* Task
What is needed is the number of lines below that contain the word "violation", with no other output.
>>
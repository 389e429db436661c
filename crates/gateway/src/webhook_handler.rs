//! Twitch EventSub webhook ingress, `POST /twitch/event` (§4.2, §6): header
//! extraction, signature verification, the challenge handshake, replay and
//! duplicate-delivery guards, then routing into the subscription-narration
//! and channel-points redemption branches of the event pipeline.

use axum::extract::State;
use axum::http::{HeaderMap, StatusCode};
use axum::response::IntoResponse;
use secrecy::ExposeSecret;
use serde::Deserialize;
use tracing::warn;
use ttsrelay_events::{
    check_replay_window, dispatch_subscription, handle_add, handle_update, verify_signature,
    RedemptionEvent, RedemptionOutcome, RedemptionStatus, SubscriptionEvent, WebhookHeaders,
    MESSAGE_TYPE_NOTIFICATION, MESSAGE_TYPE_REVOCATION, MESSAGE_TYPE_VERIFICATION,
};
use ttsrelay_protocol::{BusEnvelope, Channel};

use crate::server::AppState;

fn header_value(headers: &HeaderMap, name: &str) -> Option<String> {
    headers.get(name)?.to_str().ok().map(str::to_string)
}

fn extract_headers(headers: &HeaderMap) -> Option<WebhookHeaders> {
    Some(WebhookHeaders {
        message_id: header_value(headers, "twitch-eventsub-message-id")?,
        timestamp: header_value(headers, "twitch-eventsub-message-timestamp")?,
        signature: header_value(headers, "twitch-eventsub-message-signature")?,
        message_type: header_value(headers, "twitch-eventsub-message-type")?,
    })
}

#[derive(Debug, Deserialize)]
struct Subscription {
    r#type: String,
}

#[derive(Debug, Deserialize)]
struct Envelope {
    subscription: Subscription,
    event: Option<serde_json::Value>,
    challenge: Option<String>,
}

pub async fn twitch_event(
    State(state): State<AppState>,
    headers: HeaderMap,
    body: axum::body::Bytes,
) -> axum::response::Response {
    let Some(wh) = extract_headers(&headers) else {
        return StatusCode::BAD_REQUEST.into_response();
    };

    if let Err(err) = verify_signature(&wh, &body, state.webhook_secret.expose_secret()) {
        warn!(error = %err, "webhook signature rejected");
        return StatusCode::FORBIDDEN.into_response();
    }

    if let Err(err) = check_replay_window(&wh.timestamp, chrono::Utc::now()) {
        warn!(error = %err, "webhook delivery outside replay window");
        return StatusCode::FORBIDDEN.into_response();
    }

    let Ok(envelope) = serde_json::from_slice::<Envelope>(&body) else {
        return StatusCode::BAD_REQUEST.into_response();
    };

    if wh.message_type == MESSAGE_TYPE_VERIFICATION {
        return match envelope.challenge {
            Some(challenge) => (StatusCode::OK, challenge).into_response(),
            None => StatusCode::BAD_REQUEST.into_response(),
        };
    }

    if wh.message_type == MESSAGE_TYPE_REVOCATION {
        warn!(sub_type = %envelope.subscription.r#type, "subscription revoked upstream");
        return StatusCode::OK.into_response();
    }

    if wh.message_type != MESSAGE_TYPE_NOTIFICATION {
        return StatusCode::OK.into_response();
    }

    {
        let mut seen = state.processed_messages.lock().await;
        if seen.check_and_record(&wh.message_id).is_err() {
            return StatusCode::OK.into_response();
        }
    }

    let Some(event) = envelope.event else {
        return StatusCode::OK.into_response();
    };

    if let Err(err) = route_notification(&state, &envelope.subscription.r#type, &event).await {
        warn!(error = %err, sub_type = %envelope.subscription.r#type, "failed to route webhook notification");
    }

    StatusCode::OK.into_response()
}

async fn route_notification(
    state: &AppState,
    sub_type: &str,
    event: &serde_json::Value,
) -> crate::error::Result<()> {
    match sub_type {
        "channel.channel_points_custom_reward_redemption.add"
        | "channel.channel_points_custom_reward_redemption.update" => {
            route_redemption(state, sub_type, event).await
        }
        _ => route_narration(state, sub_type, event).await,
    }
}

fn str_field<'a>(event: &'a serde_json::Value, field: &str) -> &'a str {
    event.get(field).and_then(|v| v.as_str()).unwrap_or("")
}

fn u32_field(event: &serde_json::Value, field: &str) -> u32 {
    event.get(field).and_then(|v| v.as_u64()).unwrap_or(0) as u32
}

fn optional_user_name(event: &serde_json::Value) -> Option<String> {
    let anonymous = event.get("is_anonymous").and_then(|v| v.as_bool()).unwrap_or(false);
    if anonymous {
        None
    } else {
        event.get("user_name").and_then(|v| v.as_str()).map(str::to_string)
    }
}

/// Logins of every participant channel in a `channel.shared_chat.*` payload.
fn participant_logins(event: &serde_json::Value) -> Vec<String> {
    event
        .get("participants")
        .and_then(|v| v.as_array())
        .map(|participants| {
            participants
                .iter()
                .filter_map(|p| p.get("broadcaster_user_login").and_then(|v| v.as_str()))
                .map(str::to_lowercase)
                .collect()
        })
        .unwrap_or_default()
}

/// Updates the session registry for a shared-chat collab session (§3, §4.2).
/// These notifications carry no TTS narration of their own.
async fn route_shared_chat_session(state: &AppState, sub_type: &str, event: &serde_json::Value) {
    let session_id = str_field(event, "session_id");
    if session_id.is_empty() {
        return;
    }
    let mut registry = state.session_registry.lock().await;
    match sub_type {
        "channel.shared_chat.begin" => registry.begin(session_id, participant_logins(event)),
        "channel.shared_chat.update" => registry.update(session_id, participant_logins(event)),
        "channel.shared_chat.end" => registry.end(session_id),
        _ => {}
    }
}

async fn route_narration(
    state: &AppState,
    sub_type: &str,
    event: &serde_json::Value,
) -> crate::error::Result<()> {
    if matches!(
        sub_type,
        "channel.shared_chat.begin" | "channel.shared_chat.update" | "channel.shared_chat.end"
    ) {
        route_shared_chat_session(state, sub_type, event).await;
        return Ok(());
    }

    let login = str_field(event, "broadcaster_user_login").to_lowercase();
    if login.is_empty() {
        return Ok(());
    }

    let narration = match sub_type {
        "channel.follow" => Some(SubscriptionEvent::Follow {
            user_name: str_field(event, "user_name").to_string(),
        }),
        "channel.subscribe" => Some(SubscriptionEvent::Subscribe {
            user_name: str_field(event, "user_name").to_string(),
            tier: str_field(event, "tier").to_string(),
        }),
        "channel.subscription.message" => Some(SubscriptionEvent::SubscriptionMessage {
            user_name: str_field(event, "user_name").to_string(),
            tier: str_field(event, "tier").to_string(),
            message: event
                .get("message")
                .and_then(|m| m.get("text"))
                .and_then(|v| v.as_str())
                .unwrap_or_default()
                .to_string(),
        }),
        "channel.subscription.gift" => Some(SubscriptionEvent::SubscriptionGift {
            user_name: optional_user_name(event),
            total: u32_field(event, "total"),
            tier: str_field(event, "tier").to_string(),
        }),
        "channel.cheer" => Some(SubscriptionEvent::Cheer {
            user_name: optional_user_name(event),
            bits: u32_field(event, "bits"),
            message: str_field(event, "message").to_string(),
        }),
        "channel.raid" => Some(SubscriptionEvent::Raid {
            from_broadcaster_user_name: str_field(event, "from_broadcaster_user_name").to_string(),
            viewers: u32_field(event, "viewers"),
        }),
        _ => None,
    };

    let Some(narration) = narration else {
        return Ok(());
    };

    let Some(managed) = state.managed_channels.get(&login).await.ok().flatten() else {
        return Ok(());
    };
    let channel = state
        .channels
        .get(&login)
        .await?
        .map(|c| c.as_ref().clone())
        .unwrap_or_else(|| Channel::new(&login));

    let voice = ttsrelay_protocol::resolve_voice_params(&[&channel.default_voice]);
    let now = ttsrelay_common::time::now_secs() as u64;

    if let Some(item) = dispatch_subscription(&channel, managed.is_active, &narration, voice, now) {
        publish(state, &login, item, now).await;
    }
    Ok(())
}

async fn route_redemption(
    state: &AppState,
    sub_type: &str,
    event: &serde_json::Value,
) -> crate::error::Result<()> {
    let login = str_field(event, "broadcaster_user_login").to_lowercase();
    if login.is_empty() {
        return Ok(());
    }
    let status_raw = str_field(event, "status");
    let status = match status_raw {
        "fulfilled" => RedemptionStatus::Fulfilled,
        "canceled" => RedemptionStatus::Canceled,
        _ => RedemptionStatus::Unfulfilled,
    };
    let reward_id = event
        .get("reward")
        .and_then(|r| r.get("id"))
        .and_then(|v| v.as_str())
        .unwrap_or_default()
        .to_string();

    let redemption = RedemptionEvent {
        redemption_id: str_field(event, "id").to_string(),
        channel: login.clone(),
        reward_id: reward_id.clone(),
        broadcaster_id: str_field(event, "broadcaster_user_id").to_string(),
        user_input: str_field(event, "user_input").to_string(),
        username: str_field(event, "user_login").to_string(),
        status,
    };

    let channel = state
        .channels
        .get(&login)
        .await?
        .map(|c| c.as_ref().clone())
        .unwrap_or_else(|| Channel::new(&login));

    if !channel.engine_enabled {
        return Ok(());
    }

    let Some(binding) = channel.reward_binding.as_ref() else {
        return Ok(());
    };
    if !binding.enabled || binding.reward_id != reward_id {
        return Ok(());
    }

    let voice = ttsrelay_protocol::resolve_voice_params(&[&channel.default_voice]);
    let now = ttsrelay_common::time::now_secs() as u64;

    let mut cache = state.redemption_cache.lock().await;
    let outcome = match sub_type {
        "channel.channel_points_custom_reward_redemption.add" => handle_add(
            &mut cache,
            &redemption,
            &binding.content_policy,
            channel.read_full_urls,
            voice,
            now,
            None,
        ),
        _ => handle_update(
            &mut cache,
            &redemption,
            &binding.content_policy,
            channel.read_full_urls,
            voice,
            now,
            None,
        ),
    };
    drop(cache);

    match outcome {
        RedemptionOutcome::Speak(item) => publish(state, &login, item, now).await,
        RedemptionOutcome::Rejected(violation) => {
            warn!(%violation, redemption_id = %redemption.redemption_id, "redemption rejected by content policy");
            let token = state
                .broadcaster_tokens
                .lock()
                .await
                .get(&format!("broadcaster-token/{}", redemption.broadcaster_id))
                .cloned();
            match token {
                Some(token) => {
                    ttsrelay_events::redemption::attempt_refund(
                        &state.platform_api,
                        &redemption.broadcaster_id,
                        &redemption.reward_id,
                        &redemption.redemption_id,
                        &token,
                    )
                    .await;
                }
                None => warn!(
                    redemption_id = %redemption.redemption_id,
                    "no cached broadcaster token, skipping upstream refund"
                ),
            }
        }
        RedemptionOutcome::NoAudio => {}
    }
    Ok(())
}

async fn publish(state: &AppState, channel: &str, item: ttsrelay_protocol::TtsWorkItem, now_ms: u64) {
    let envelope = BusEnvelope {
        channel: channel.to_string(),
        item,
        source_revision: env!("CARGO_PKG_VERSION").to_string(),
        timestamp_ms: now_ms,
    };
    if let Err(err) = state.bus.publish(envelope).await {
        warn!(%channel, error = %err, "failed to publish tts event to bus");
    }
}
<<
* Expected answer
2